Sullo stato dell’economia umbra del professor Sergio Sacchi, docente presso il Dipartimento di Economia, Finanza e Statistica dell’Università di Perugia. L’analisi è stata redatta alla luce dell’ultima indagine congiunturale diffusa da Unioncamere Umbria.
Il quarto trimestre 2013 chiude un anno difficile e controverso così che questo commento guarderà all’insieme dei dodici mesi appena trascorsi piuttosto che all’ultimo trimestre. L’intento è quello di mettere in luce le sorprese contenute nell’indagine congiunturale e nel cruscotto statistico di Unioncamere Umbria.
La prima riguarda lo stock di imprese: in apparenza tra l’inizio e la fine dell’anno non vi è molta differenza. Il numero delle imprese attive, infatti, flette di poco più di un punto percentuale (- 1,3%): in coda ad un lungo periodo recessivo, con la domanda delle famiglie in regresso, i finanziamenti bancari diventati oggetti di conversazione e gli investimenti in obbligata pausa di riflessione, che non ci sia stata la paventata ritirata e, anzi, sia addirittura aumentato il numero delle unità locali, è certamente fatto inatteso.

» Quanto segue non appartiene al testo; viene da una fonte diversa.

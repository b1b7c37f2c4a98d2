use chrono::Duration;

use crate::error::SessionConfigError;

/// Bounds of a single study session.
#[derive(Debug, Clone, Copy, PartialEq, Eq)]
pub struct SessionConfig {
    max_challenges: u32,
    time_budget: Option<Duration>,
    avoid_repeats: bool,
}

impl SessionConfig {
    pub const DEFAULT_MAX_CHALLENGES: u32 = 10;

    /// # Errors
    ///
    /// Returns `SessionConfigError::ZeroChallenges` if `max_challenges` is 0.
    pub fn new(max_challenges: u32) -> Result<Self, SessionConfigError> {
        if max_challenges == 0 {
            return Err(SessionConfigError::ZeroChallenges);
        }
        Ok(Self {
            max_challenges,
            ..Self::default()
        })
    }

    /// Add a wall-clock budget; the session completes once it is used up.
    ///
    /// # Errors
    ///
    /// Returns `SessionConfigError::NonPositiveBudget` for a zero or negative budget.
    pub fn with_time_budget(mut self, budget: Duration) -> Result<Self, SessionConfigError> {
        if budget <= Duration::zero() {
            return Err(SessionConfigError::NonPositiveBudget);
        }
        self.time_budget = Some(budget);
        Ok(self)
    }

    /// Allow the same concept to be presented twice in a row.
    #[must_use]
    pub fn allow_repeats(mut self) -> Self {
        self.avoid_repeats = false;
        self
    }

    #[must_use]
    pub fn max_challenges(&self) -> u32 {
        self.max_challenges
    }

    #[must_use]
    pub fn time_budget(&self) -> Option<Duration> {
        self.time_budget
    }

    #[must_use]
    pub fn avoid_repeats(&self) -> bool {
        self.avoid_repeats
    }
}

impl Default for SessionConfig {
    fn default() -> Self {
        Self {
            max_challenges: Self::DEFAULT_MAX_CHALLENGES,
            time_budget: None,
            avoid_repeats: true,
        }
    }
}

#[cfg(test)]
mod tests {
    use super::*;

    #[test]
    fn rejects_degenerate_bounds() {
        assert_eq!(SessionConfig::new(0), Err(SessionConfigError::ZeroChallenges));
        assert_eq!(
            SessionConfig::new(5)
                .unwrap()
                .with_time_budget(Duration::zero()),
            Err(SessionConfigError::NonPositiveBudget)
        );
    }

    #[test]
    fn builder_keeps_values() {
        let config = SessionConfig::new(3)
            .unwrap()
            .with_time_budget(Duration::minutes(15))
            .unwrap()
            .allow_repeats();
        assert_eq!(config.max_challenges(), 3);
        assert_eq!(config.time_budget(), Some(Duration::minutes(15)));
        assert!(!config.avoid_repeats());
    }
}
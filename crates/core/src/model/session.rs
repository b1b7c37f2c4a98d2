use chrono::{DateTime, Utc};
use thiserror::Error;

use crate::model::{ConceptId, Level, UserId};

#[derive(Debug, Error, Clone, PartialEq, Eq)]
#[non_exhaustive]
pub enum SessionSummaryError {
    #[error("ended_at is before started_at")]
    InvalidTimeRange,

    #[error("too many events for a single session: {len}")]
    TooManyEvents { len: usize },
}

/// How a session reached its terminal state.
#[derive(Debug, Clone, Copy, PartialEq, Eq)]
pub enum SessionEnd {
    Completed,
    Aborted,
}

/// One answered challenge inside a session.
#[derive(Debug, Clone, PartialEq)]
pub struct SessionEvent {
    pub concept_id: ConceptId,
    pub template_id: String,
    pub difficulty: Level,
    pub response: String,
    pub is_correct: bool,
    /// False when the response was malformed and scored as incorrect.
    pub well_formed: bool,
    pub points_awarded: u32,
    pub mastery_before: f64,
    pub mastery_after: f64,
    pub answered_at: DateTime<Utc>,
}

/// Net change in mastery for a concept over a session.
#[derive(Debug, Clone, PartialEq)]
pub struct MasteryDelta {
    pub concept_id: ConceptId,
    pub before: f64,
    pub after: f64,
}

impl MasteryDelta {
    #[must_use]
    pub fn delta(&self) -> f64 {
        self.after - self.before
    }
}

/// Aggregate summary for a finished study session.
#[derive(Debug, Clone, PartialEq)]
pub struct SessionSummary {
    user_id: UserId,
    level: Level,
    started_at: DateTime<Utc>,
    ended_at: DateTime<Utc>,
    end: SessionEnd,
    total: u32,
    correct: u32,
    score: u32,
    concepts_touched: Vec<ConceptId>,
    mastery_deltas: Vec<MasteryDelta>,
}

impl SessionSummary {
    /// Build a summary from the ordered event log of a session.
    ///
    /// Concepts are listed in first-touched order; each delta spans from the
    /// score before the first event to the score after the last one.
    ///
    /// # Errors
    ///
    /// Returns `SessionSummaryError::InvalidTimeRange` if `ended_at` is before `started_at`.
    /// Returns `SessionSummaryError::TooManyEvents` if the event count cannot fit in `u32`.
    pub fn from_events(
        user_id: UserId,
        level: Level,
        started_at: DateTime<Utc>,
        ended_at: DateTime<Utc>,
        end: SessionEnd,
        events: &[SessionEvent],
    ) -> Result<Self, SessionSummaryError> {
        if ended_at < started_at {
            return Err(SessionSummaryError::InvalidTimeRange);
        }
        let total = u32::try_from(events.len())
            .map_err(|_| SessionSummaryError::TooManyEvents { len: events.len() })?;

        let mut correct = 0_u32;
        let mut score = 0_u32;
        let mut mastery_deltas: Vec<MasteryDelta> = Vec::new();

        for event in events {
            if event.is_correct {
                correct = correct.saturating_add(1);
            }
            score = score.saturating_add(event.points_awarded);

            match mastery_deltas
                .iter_mut()
                .find(|d| d.concept_id == event.concept_id)
            {
                Some(delta) => delta.after = event.mastery_after,
                None => mastery_deltas.push(MasteryDelta {
                    concept_id: event.concept_id.clone(),
                    before: event.mastery_before,
                    after: event.mastery_after,
                }),
            }
        }

        let concepts_touched = mastery_deltas.iter().map(|d| d.concept_id.clone()).collect();

        Ok(Self {
            user_id,
            level,
            started_at,
            ended_at,
            end,
            total,
            correct,
            score,
            concepts_touched,
            mastery_deltas,
        })
    }

    #[must_use]
    pub fn user_id(&self) -> UserId {
        self.user_id
    }

    #[must_use]
    pub fn level(&self) -> Level {
        self.level
    }

    #[must_use]
    pub fn started_at(&self) -> DateTime<Utc> {
        self.started_at
    }

    #[must_use]
    pub fn ended_at(&self) -> DateTime<Utc> {
        self.ended_at
    }

    #[must_use]
    pub fn end(&self) -> SessionEnd {
        self.end
    }

    #[must_use]
    pub fn total(&self) -> u32 {
        self.total
    }

    #[must_use]
    pub fn correct(&self) -> u32 {
        self.correct
    }

    #[must_use]
    pub fn score(&self) -> u32 {
        self.score
    }

    #[must_use]
    pub fn concepts_touched(&self) -> &[ConceptId] {
        &self.concepts_touched
    }

    #[must_use]
    pub fn mastery_deltas(&self) -> &[MasteryDelta] {
        &self.mastery_deltas
    }

    /// Fraction of correct answers, `0.0` for an empty session.
    #[must_use]
    pub fn accuracy(&self) -> f64 {
        if self.total == 0 {
            0.0
        } else {
            f64::from(self.correct) / f64::from(self.total)
        }
    }
}
//! Response validation and answer matching.

use study_core::model::{AnswerMatch, Challenge};
use thiserror::Error;

#[derive(Debug, Error, Clone, PartialEq, Eq)]
pub enum ScoreError {
    #[error("response is empty or contains only whitespace or control characters")]
    InvalidResponseFormat,
}

/// Result of comparing one response with a challenge's accepted answers.
#[derive(Debug, Clone, Copy, PartialEq)]
pub struct ScoreOutcome {
    pub is_correct: bool,
    /// False when the response was malformed and therefore scored as incorrect.
    pub well_formed: bool,
    /// Best similarity in `[0, 1]` against any accepted answer.
    pub similarity: f64,
}

impl ScoreOutcome {
    fn malformed() -> Self {
        Self {
            is_correct: false,
            well_formed: false,
            similarity: 0.0,
        }
    }
}

/// Reject responses with no visible content.
///
/// # Errors
///
/// Returns `ScoreError::InvalidResponseFormat` for empty input or input made
/// only of whitespace and control characters.
pub fn validate_response(response: &str) -> Result<&str, ScoreError> {
    if response
        .chars()
        .all(|c| c.is_whitespace() || c.is_control())
    {
        return Err(ScoreError::InvalidResponseFormat);
    }
    Ok(response.trim())
}

/// Lowercase, drop control characters and collapse whitespace runs to one space.
#[must_use]
pub fn normalize(text: &str) -> String {
    text.split_whitespace()
        .map(|word| {
            word.chars()
                .filter(|c| !c.is_control())
                .flat_map(char::to_lowercase)
                .collect::<String>()
        })
        .filter(|word| !word.is_empty())
        .collect::<Vec<_>>()
        .join(" ")
}

/// Score `response` against `challenge`. Never fails: malformed input is an
/// incorrect answer.
#[must_use]
pub fn score_response(challenge: &Challenge, response: &str) -> ScoreOutcome {
    let Ok(response) = validate_response(response) else {
        tracing::debug!(template = %challenge.template_id, "malformed response scored as incorrect");
        return ScoreOutcome::malformed();
    };

    let threshold = challenge.difficulty.params().fuzzy_threshold;
    let matching = challenge.expected.matching();
    let normalized_response = normalize(response);

    let mut best = 0.0_f64;
    for accepted in challenge.expected.accepted() {
        let similarity = match matching {
            AnswerMatch::Exact => {
                if response == accepted.trim() {
                    1.0
                } else {
                    0.0
                }
            }
            AnswerMatch::Normalized => {
                if normalized_response == normalize(accepted) {
                    1.0
                } else {
                    0.0
                }
            }
            AnswerMatch::Fuzzy => {
                strsim::normalized_levenshtein(&normalized_response, &normalize(accepted))
            }
        };
        best = best.max(similarity);
    }

    let is_correct = match matching {
        AnswerMatch::Exact | AnswerMatch::Normalized => best >= 1.0,
        AnswerMatch::Fuzzy => best >= threshold,
    };

    ScoreOutcome {
        is_correct,
        well_formed: true,
        similarity: best,
    }
}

E questo è ciò che si percepisce con immediatezza in superficie. Tuttavia il fuoco sta ancora covando sotto la cenere: lo rivelano i dati, così come li riporta il nuovo Cruscotto Statistico, sull’aumento del numero di imprese in scioglimento e liquidazione (+ 2,8%) e di quelle sottoposte a procedure concorsuali (+ 2,5%). Lo confermano, ma non è una novità, i dati sullo stock di addetti in un campione abbastanza consistente (73%) di imprese: si stima, infatti, una flessione complessiva di quasi 5 punti percentuali dell’occupazione totale e di oltre 6 punti percentuali se ci si sofferma a considerare il dato relativo agli addetti alle dipendenze.
L’approfondimento di questi dati generali aiuta a percepire come le difficoltà del tessuto imprenditoriale si colleghino da un lato al tipo di forme societarie maggiormente rappresentate e, dall’altro, alla composizione settoriale delle medesime. E aiuta anche a spiegare la netta divaricazione di opinioni e aspettative ovvero il fatto che mentre le imprese industriali si mantengono in prudente attesa ma con numerose sortite verso i territori del marketing, della razionalizzazione interna o della ricerca di nuovi mercati le imprese del terziario esprimono una maggior rassegnazione ed un più cupo pessimismo.
Tornando alla prima dimensione (articolazione delle forme societarie) si vede, ad esempio, che il numero delle società di capitali continua ad aumentare. Ma l’incidenza delle stesse sul totale resta inferiore rispetto a quanto si registra su scala nazionale e, per di più, il distacco appare in aumento, per effetto di una maggiore velocità di sviluppo delle società di capitali nelle altre regioni. Simmetricamente si registra il peso più accentuato, in Umbria, delle imprese individuali.
Guardando la composizione settoriale si nota una più estesa presenza di imprese agricole, che però nel tempo tendono a ridursi di numero, e una carenza di quelle fornitrici di servizi alle imprese, il cui numero tuttavia sta crescendo a ritmi sostenuti. Oltre che nel comparto agricolo la chiusura di imprese è elevata nel comparto delle costruzioni e dei trasporti e spedizioni.Il tutto si riflette nel dato di un particolarmente basso tasso di sopravvivenza delle imprese che viene confermato dal fatto che solo il 71% delle imprese presenti nel 2010 risultano ancora in attività alla fine del 2013.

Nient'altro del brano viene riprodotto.